Counting how many elements in an array in a document match the elements in a returned query

Hello everyone,
we are currently working on a project for university and are stuck at one query because we just can’t wrap our heads around how to do it as only a query without the help of python.

What we have is one collection of users that has one document for every user and looks like this:

{
  "user_id": "100004373",
  "followers_id": [
    "88314865",
    "139872488",
  ],
  "following_id": [
    "56932547",
    "246319857",
  ],
}

To get the 100 Accounts with the most followers we query like that:

select user_id from Tweets._default.new_accounts order by ARRAY_LENGTH(followers_id) desc limit 100

This gives us what we want, the next step now is to get the users that follow the most accounts found by the query before.
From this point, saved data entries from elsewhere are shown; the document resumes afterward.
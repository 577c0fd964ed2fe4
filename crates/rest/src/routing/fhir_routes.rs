//! FHIR route configuration.

use axum::{
    Router,
    routing::{get, post},
};

use crate::handlers;
use crate::state::{AppState, ClinicalStorage};

/// Creates all FHIR REST API routes.
///
/// # Routes
///
/// ## Type-level
/// - `GET /{type}` - Search
/// - `POST /{type}` - Create (conditional with `If-None-Exist`)
/// - `PUT /{type}?criteria` - Conditional update
/// - `DELETE /{type}?criteria` - Conditional delete
/// - `POST /{type}/_search` - Search (POST)
///
/// ## Instance-level
/// - `GET /{type}/{id}` - Read
/// - `PUT /{type}/{id}` - Update
/// - `DELETE /{type}/{id}` - Delete
/// - `GET /{type}/{id}/_history` - Instance history
/// - `GET /{type}/{id}/_history/{vid}` - Version read
pub fn create_routes<S>(state: AppState<S>) -> Router
where
    S: ClinicalStorage,
{
    Router::new()
        // Type-level routes
        .route(
            "/{resource_type}",
            get(handlers::search_get_handler::<S>)
                .post(handlers::create_handler::<S>)
                .put(handlers::conditional_update_handler::<S>)
                .delete(handlers::conditional_delete_handler::<S>),
        )
        .route(
            "/{resource_type}/_search",
            post(handlers::search_post_handler::<S>),
        )
        // Instance-level routes
        .route(
            "/{resource_type}/{id}",
            get(handlers::read_handler::<S>)
                .put(handlers::update_handler::<S>)
                .delete(handlers::delete_handler::<S>),
        )
        .route(
            "/{resource_type}/{id}/_history",
            get(handlers::history_instance_handler::<S>),
        )
        .route(
            "/{resource_type}/{id}/_history/{version_id}",
            get(handlers::vread_handler::<S>),
        )
        .with_state(state)
}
This means we have to check the array of the following_id of every user in our collection and count how many of them match the ones returned by the query mentioned above.

Is this possible with only N1QL? Or do we have to use python to achieve this? We know how to do it with python but that would defeat the purpose of the database since we would have to save all the following_ids of all users in a list…

It would be great if someone could give us some hints or tell us how to get it done!

Thanks in advance
Flatric

Try:

CREATE INDEX ix_following ON Tweets._default.new_accounts(DISTINCT following_id);

WITH popular AS (
  SELECT RAW user_id FROM Tweets._default.new_accounts
  ORDER BY ARRAY_LENGTH(followers_id) desc limit 100)
SELECT user_id, ARRAY_LENGTH(pop_following) AS num_following
FROM Tweets._default.new_accounts
LET pop_following = ARRAY v FOR v IN following_id WHEN v IN popular END
WHERE ANY v IN following_id SATISFIES v IN popular END;

The WITH clause is your original query except for the RAW projection, since we want it to be an array of just user_ids (not an array of object). The WHERE clause selects the users that follows any of the most popular ids. The LET clause should give you the following_ids that falls in the top 100 group from each such user, and you can do various manipulations on that as you wish. The query above only does an array_length in the projection. If all you need is the count, you can also put the ARRAY_LENGTH part in the LET clause itself:

LET num_following = ARRAY_LENGTH(ARRAY v FOR v IN following_id WHEN v IN popular END)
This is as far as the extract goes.